(WORK TO COMPLETE):
In the entries below, find every line with the string "payments" and copy it.

(SUPPLIED MATERIAL):
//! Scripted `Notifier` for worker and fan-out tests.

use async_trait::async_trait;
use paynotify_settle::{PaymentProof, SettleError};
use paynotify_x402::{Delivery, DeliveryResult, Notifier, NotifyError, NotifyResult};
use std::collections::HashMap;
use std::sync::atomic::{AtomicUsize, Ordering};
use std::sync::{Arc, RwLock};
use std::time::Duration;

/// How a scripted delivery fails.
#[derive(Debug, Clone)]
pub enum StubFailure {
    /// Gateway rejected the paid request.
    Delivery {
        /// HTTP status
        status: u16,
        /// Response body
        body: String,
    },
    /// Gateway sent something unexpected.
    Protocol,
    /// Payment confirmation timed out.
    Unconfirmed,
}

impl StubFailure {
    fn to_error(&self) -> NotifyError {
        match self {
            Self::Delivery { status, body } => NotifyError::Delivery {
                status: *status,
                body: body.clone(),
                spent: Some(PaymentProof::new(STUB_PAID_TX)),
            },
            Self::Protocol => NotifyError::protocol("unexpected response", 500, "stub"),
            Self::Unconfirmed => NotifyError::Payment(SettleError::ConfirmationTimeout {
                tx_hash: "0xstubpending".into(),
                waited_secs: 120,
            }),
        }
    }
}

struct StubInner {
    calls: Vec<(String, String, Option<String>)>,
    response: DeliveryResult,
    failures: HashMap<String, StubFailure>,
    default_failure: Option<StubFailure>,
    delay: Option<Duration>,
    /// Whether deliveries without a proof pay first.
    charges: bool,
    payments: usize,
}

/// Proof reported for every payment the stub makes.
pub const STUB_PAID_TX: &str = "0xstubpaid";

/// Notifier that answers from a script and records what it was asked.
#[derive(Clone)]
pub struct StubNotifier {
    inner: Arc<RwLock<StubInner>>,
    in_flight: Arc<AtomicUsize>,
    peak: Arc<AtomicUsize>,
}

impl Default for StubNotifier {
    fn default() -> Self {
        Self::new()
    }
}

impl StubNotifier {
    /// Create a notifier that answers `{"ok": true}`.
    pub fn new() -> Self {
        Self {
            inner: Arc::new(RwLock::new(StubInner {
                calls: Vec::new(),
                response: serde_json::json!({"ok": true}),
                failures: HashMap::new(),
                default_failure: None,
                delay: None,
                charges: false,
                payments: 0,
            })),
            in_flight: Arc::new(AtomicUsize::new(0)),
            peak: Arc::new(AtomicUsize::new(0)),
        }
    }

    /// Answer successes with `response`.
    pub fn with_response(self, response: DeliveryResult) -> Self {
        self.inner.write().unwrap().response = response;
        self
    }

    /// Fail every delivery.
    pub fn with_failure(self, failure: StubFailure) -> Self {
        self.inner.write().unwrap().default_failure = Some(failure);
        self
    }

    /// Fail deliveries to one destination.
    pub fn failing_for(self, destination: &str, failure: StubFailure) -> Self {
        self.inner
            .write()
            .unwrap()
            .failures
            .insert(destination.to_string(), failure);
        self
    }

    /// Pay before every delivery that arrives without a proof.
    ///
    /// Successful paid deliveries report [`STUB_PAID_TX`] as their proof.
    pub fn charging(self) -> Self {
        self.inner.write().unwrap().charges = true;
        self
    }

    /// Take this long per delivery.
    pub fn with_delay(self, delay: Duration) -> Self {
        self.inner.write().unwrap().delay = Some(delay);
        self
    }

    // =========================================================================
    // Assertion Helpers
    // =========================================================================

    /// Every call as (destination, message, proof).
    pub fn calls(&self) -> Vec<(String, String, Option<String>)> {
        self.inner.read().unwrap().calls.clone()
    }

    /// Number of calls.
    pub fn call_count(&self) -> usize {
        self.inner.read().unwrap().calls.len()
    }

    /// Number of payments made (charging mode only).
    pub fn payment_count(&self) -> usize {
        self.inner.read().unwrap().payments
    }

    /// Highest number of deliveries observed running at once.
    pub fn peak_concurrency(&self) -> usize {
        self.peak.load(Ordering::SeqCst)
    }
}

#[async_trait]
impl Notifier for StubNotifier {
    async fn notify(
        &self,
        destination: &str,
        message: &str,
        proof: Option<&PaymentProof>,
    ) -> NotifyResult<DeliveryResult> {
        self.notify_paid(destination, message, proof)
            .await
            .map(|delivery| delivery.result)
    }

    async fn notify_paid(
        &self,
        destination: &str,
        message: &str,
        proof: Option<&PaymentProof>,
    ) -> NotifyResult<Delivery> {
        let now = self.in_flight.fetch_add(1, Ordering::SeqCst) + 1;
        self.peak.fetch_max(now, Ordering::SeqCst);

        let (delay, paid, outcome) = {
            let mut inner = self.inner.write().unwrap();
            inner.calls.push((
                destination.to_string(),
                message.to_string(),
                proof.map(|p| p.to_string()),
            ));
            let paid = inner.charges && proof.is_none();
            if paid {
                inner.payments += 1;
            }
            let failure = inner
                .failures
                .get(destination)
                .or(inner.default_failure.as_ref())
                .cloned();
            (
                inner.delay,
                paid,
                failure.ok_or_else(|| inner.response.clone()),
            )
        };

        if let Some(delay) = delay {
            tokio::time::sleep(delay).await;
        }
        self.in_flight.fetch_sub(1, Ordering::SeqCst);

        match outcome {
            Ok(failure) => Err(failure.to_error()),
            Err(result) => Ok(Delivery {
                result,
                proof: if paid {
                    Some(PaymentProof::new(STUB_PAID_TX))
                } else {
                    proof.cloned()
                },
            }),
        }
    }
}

(YOUR SOLUTION):
    payments: usize,
                payments: 0,
    /// Number of payments made (charging mode only).
        self.inner.read().unwrap().payments
                inner.payments += 1;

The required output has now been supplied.